Amazon’s dual role as an operator of its marketplace that hosts third-party sellers, and a seller in that same marketplace, creates an inherent conflict of interest. Documents show that Google used its search monopoly to misappropriate content from third parties and to boost Google’s own inferior vertical offerings, while imposing search penalties to demote third-party vertical providers. … Numerous market participants analogized Google to a gatekeeper that is extorting users for access to its critical distribution channel. … Internal Apple communications reviewed by Subcommittee staff indicate that Apple has leveraged its power over the App Store to require developers to implement IAP [in-app purchases] or risk being thrown out of the App Store. T
hen-Apple CEO Steve Jobs once explained, “there will be some roadkill because of it. I don’t feel guilty … .” Courts and enforcers have found the dominant platforms to engage in recidivism, repeatedly violating laws and court orders. This pattern of behavior raises questions about whether these firms view themselves as above the law, or whether they simply treat lawbreaking as a cost of business.
The list of tough-minded remedies suggested by the subcommittee is both astonishing — in the sense that they haven’t been part of the discussion in decades — and unsurprising, given that lesser penalties have proved again and again to be meaningless to these companies. The subcommittee wants legislation that would prevent a platform giant from competing with companies that depend on it for their lifeblood. It wants to establish “bright lines” to halt mergers that would give one company excessive market share. It wants to modernize the antitrust laws to make it easier to show that a tech company is a monopoly. And yes, it does envision the possibility of breaking up a platform company that takes advantages of its monopoly to eliminate competition. Bloomberg News compared this proposal to the Bank Holding Company Act of 1956 that “barred large banks from acquiring insurers, real estate firms, and other nonbanking companies.”
Let me repeat, however: This report is a Democratic effort. It lays out the antitrust agenda the party will attempt to put in place should it assume control of the White House and Congress in January. It was written by Democratic staff members, and Cicilline and Jerrold Nadler, the chairman of the full Judiciary Committee, signed off on it.
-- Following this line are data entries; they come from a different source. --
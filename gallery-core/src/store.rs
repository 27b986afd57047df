use std::collections::HashMap;

use gallery_common::compression as utils;
use gallery_common::{GalleryItem, GallerySnapshot};
use tracing::{info, warn};

use crate::error::{GalleryError, Result};

/// 条目存储 - 启动时加载一次，会话期间只读
#[derive(Debug, Default, Clone)]
pub struct ItemStore {
    items: Vec<GalleryItem>,
    by_id: HashMap<String, usize>,
}

impl ItemStore {
    /// 从条目列表构建存储，重复ID只保留第一个
    pub fn from_items(items: Vec<GalleryItem>) -> Self {
        let mut store = ItemStore {
            items: Vec::with_capacity(items.len()),
            by_id: HashMap::with_capacity(items.len()),
        };

        for item in items {
            if store.by_id.contains_key(&item.id) {
                warn!(id = %item.id, "忽略重复的条目ID");
                continue;
            }
            store.by_id.insert(item.id.clone(), store.items.len());
            store.items.push(item);
        }

        store
    }

    /// 解析静态数据文件（JSON数组）
    ///
    /// 顶层不是数组时整体失败；单条记录缺少必填字段时跳过该记录。
    pub fn from_json(json: &str) -> Result<Self> {
        let records: Vec<serde_json::Value> = serde_json::from_str(json)
            .map_err(|e| GalleryError::DataFetchFailed(format!("解析数据失败: {}", e)))?;

        let total = records.len();
        let items: Vec<GalleryItem> = records
            .into_iter()
            .enumerate()
            .filter_map(|(position, record)| match serde_json::from_value(record) {
                Ok(item) => Some(item),
                Err(e) => {
                    warn!(position, error = %e, "跳过无效的条目记录");
                    None
                }
            })
            .collect();

        info!(loaded = items.len(), skipped = total - items.len(), "条目数据解析完成");
        Ok(Self::from_items(items))
    }

    /// 从压缩快照恢复
    pub fn from_snapshot(data: &[u8]) -> Result<Self> {
        let snapshot: GallerySnapshot = utils::from_compressed(data)?;
        info!(
            items = snapshot.items.len(),
            created_at = %snapshot.metadata.created_at,
            "快照加载完成"
        );
        Ok(Self::from_items(snapshot.items))
    }

    pub fn get(&self, id: &str) -> Option<&GalleryItem> {
        self.by_id.get(id).and_then(|&i| self.items.get(i))
    }

    pub fn contains(&self, id: &str) -> bool {
        self.by_id.contains_key(id)
    }

    /// 按数据文件原始顺序返回所有条目
    pub fn items(&self) -> &[GalleryItem] {
        &self.items
    }

    pub fn len(&self) -> usize {
        self.items.len()
    }

    pub fn is_empty(&self) -> bool {
        self.items.is_empty()
    }
}
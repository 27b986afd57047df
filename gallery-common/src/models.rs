use chrono::{DateTime, Utc};
use serde::{Deserialize, Serialize};
use std::collections::BTreeMap;
use std::fmt;
use std::str::FromStr;

/// 评分维度 - 固定的五个类别
#[derive(Serialize, Deserialize, Clone, Copy, Debug, PartialEq, Eq, Hash, PartialOrd, Ord)]
pub enum Category {
    Legibility,
    Hierarchy,
    Consistency,
    Atmosphere,
    #[serde(rename = "Theme Fit")]
    ThemeFit,
}

impl Category {
    /// 所有类别，按展示顺序排列
    pub const ALL: [Category; 5] = [
        Category::Legibility,
        Category::Hierarchy,
        Category::Consistency,
        Category::Atmosphere,
        Category::ThemeFit,
    ];

    /// 数据文件中使用的类别名称
    pub fn name(&self) -> &'static str {
        match self {
            Category::Legibility => "Legibility",
            Category::Hierarchy => "Hierarchy",
            Category::Consistency => "Consistency",
            Category::Atmosphere => "Atmosphere",
            Category::ThemeFit => "Theme Fit",
        }
    }

    /// 截取名称前 `len` 个字符作为短标签
    pub fn short_label(&self, len: usize) -> String {
        self.name().chars().take(len).collect()
    }
}

impl fmt::Display for Category {
    fn fmt(&self, f: &mut fmt::Formatter<'_>) -> fmt::Result {
        f.write_str(self.name())
    }
}

impl FromStr for Category {
    type Err = String;

    fn from_str(s: &str) -> Result<Self, Self::Err> {
        Category::ALL
            .iter()
            .copied()
            .find(|c| c.name().eq_ignore_ascii_case(s.trim()))
            .ok_or_else(|| format!("未知的评分类别: {}", s))
    }
}

/// 图库条目 - 加载后不可变
#[derive(Serialize, Deserialize, Clone, Debug, PartialEq)]
pub struct GalleryItem {
    /// 条目唯一标识符
    pub id: String,
    /// 展示序号（不保证唯一或连续）
    pub number: u32,
    /// 展示名称
    pub name: String,
    /// 图片地址
    #[serde(rename = "img")]
    pub image_ref: String,
    /// 类别名 -> 分数 (0-10)
    pub scores: BTreeMap<String, u32>,
    /// 总分 (0-50)，直接信任数据文件中的值
    pub total: u32,
    /// 提示词内容（YAML 文本，可选）
    #[serde(rename = "yaml", default)]
    pub payload: Option<String>,
}

impl GalleryItem {
    /// 获取某个类别的分数，缺失时为0
    pub fn score(&self, category: Category) -> u32 {
        self.scores.get(category.name()).copied().unwrap_or(0)
    }

    /// 提示词文本，缺失时为空字符串
    pub fn payload_text(&self) -> &str {
        self.payload.as_deref().unwrap_or("")
    }

    /// 名称、ID或提示词是否包含已转为小写的查询
    pub fn matches_text(&self, query_lower: &str) -> bool {
        self.name.to_lowercase().contains(query_lower)
            || self.id.to_lowercase().contains(query_lower)
            || self
                .payload
                .as_ref()
                .map(|p| p.to_lowercase().contains(query_lower))
                .unwrap_or(false)
    }

    /// 各类别分数之和，用于校验数据文件中的总分
    pub fn category_sum(&self) -> u32 {
        Category::ALL.iter().map(|c| self.score(*c)).sum()
    }
}

/// 快照元数据
#[derive(Serialize, Deserialize, Debug, Clone)]
pub struct SnapshotMetadata {
    /// 条目数量
    pub item_count: usize,
    /// 快照创建时间
    pub created_at: DateTime<Utc>,
    /// 生成快照的工具版本
    pub version: String,
}

/// 图库快照 - 预处理后的完整数据集
#[derive(Serialize, Deserialize, Debug, Clone)]
pub struct GallerySnapshot {
    pub metadata: SnapshotMetadata,
    pub items: Vec<GalleryItem>,
}
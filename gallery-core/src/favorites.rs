use std::cell::RefCell;
use std::collections::{BTreeSet, HashMap};

use tracing::warn;

use crate::error::{GalleryError, Result};

/// 本地键值存储
pub trait KeyValueStore {
    fn get(&self, key: &str) -> Result<Option<String>>;
    fn set(&self, key: &str, value: &str) -> Result<()>;
}

/// 内存存储，用于测试和没有 localStorage 的环境
#[derive(Debug, Default)]
pub struct MemoryStore {
    entries: RefCell<HashMap<String, String>>,
}

impl MemoryStore {
    pub fn new() -> Self {
        Self::default()
    }

    pub fn with_entry(key: &str, value: &str) -> Self {
        let store = Self::new();
        store.entries.borrow_mut().insert(key.to_string(), value.to_string());
        store
    }
}

impl KeyValueStore for MemoryStore {
    fn get(&self, key: &str) -> Result<Option<String>> {
        Ok(self.entries.borrow().get(key).cloned())
    }

    fn set(&self, key: &str, value: &str) -> Result<()> {
        self.entries.borrow_mut().insert(key.to_string(), value.to_string());
        Ok(())
    }
}

/// 浏览器 localStorage
pub struct WebStorage {
    storage: web_sys::Storage,
}

impl WebStorage {
    /// 获取窗口的 localStorage，不可用时返回 None
    pub fn local() -> Option<Self> {
        let storage = web_sys::window()?.local_storage().ok()??;
        Some(Self { storage })
    }
}

impl KeyValueStore for WebStorage {
    fn get(&self, key: &str) -> Result<Option<String>> {
        self.storage
            .get_item(key)
            .map_err(|e| GalleryError::PersistenceReadFailed(format!("{:?}", e)))
    }

    fn set(&self, key: &str, value: &str) -> Result<()> {
        self.storage
            .set_item(key, value)
            .map_err(|e| GalleryError::PersistenceWriteFailed(format!("{:?}", e)))
    }
}

/// 收藏记录 - 持久化的条目ID集合
pub struct FavoritesLedger {
    store: Box<dyn KeyValueStore>,
    key: String,
    ids: BTreeSet<String>,
}

impl FavoritesLedger {
    /// 从存储中读取收藏，数据缺失或损坏时视为空集合
    pub fn load(store: Box<dyn KeyValueStore>, key: &str) -> Self {
        let ids = match Self::read(store.as_ref(), key) {
            Ok(ids) => ids,
            Err(e) => {
                warn!(error = %e, "收藏数据不可用，使用空集合");
                BTreeSet::new()
            }
        };

        Self {
            store,
            key: key.to_string(),
            ids,
        }
    }

    fn read(store: &dyn KeyValueStore, key: &str) -> Result<BTreeSet<String>> {
        match store.get(key)? {
            Some(raw) => {
                let list: Vec<String> = serde_json::from_str(&raw)
                    .map_err(|e| GalleryError::PersistenceReadFailed(e.to_string()))?;
                Ok(list.into_iter().collect())
            }
            None => Ok(BTreeSet::new()),
        }
    }

    /// 切换收藏状态，返回切换后是否已收藏
    ///
    /// 每次切换都按ID排序重写整个列表，旧版按插入顺序保存的数据会在第一次切换时被规整。
    pub fn toggle(&mut self, id: &str) -> bool {
        let favorited = if self.ids.remove(id) {
            false
        } else {
            self.ids.insert(id.to_string());
            true
        };

        if let Err(e) = self.persist() {
            warn!(error = %e, "收藏保存失败，仅保留内存状态");
        }
        favorited
    }

    /// 按ID排序后的JSON列表
    pub fn serialized(&self) -> String {
        serde_json::to_string(&self.ids).unwrap_or_else(|_| "[]".to_string())
    }

    fn persist(&self) -> Result<()> {
        self.store.set(&self.key, &self.serialized())
    }

    pub fn contains(&self, id: &str) -> bool {
        self.ids.contains(id)
    }

    pub fn all(&self) -> &BTreeSet<String> {
        &self.ids
    }

    pub fn len(&self) -> usize {
        self.ids.len()
    }

    pub fn is_empty(&self) -> bool {
        self.ids.is_empty()
    }
}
The Republicans on the subcommittee have been less than enthusiastic in their response to it. Jim Jordan, the ranking Republican on the House Judiciary Committee, said the report “advocates radical proposals that would refashion antitrust law in the vision of the far left.” Another Republican committee member, Ken Buck, told Bloomberg News that although he agrees with most of the report, he found some of its suggested remedies, such as forcing platform companies to shed businesses, a bridge too far.
Which brings me back to where I started. If Trump wins reelection, or the Republicans manage to hold onto the Senate, the tough antitrust policy envisioned by this report will die on the vine.
But if this turns out to be the Democrats’ year, as seems increasingly likely, all the lobbyists in Washington aren’t going to be able to prevent these recommendations from becoming law. For Big Tech, the party will finally be over.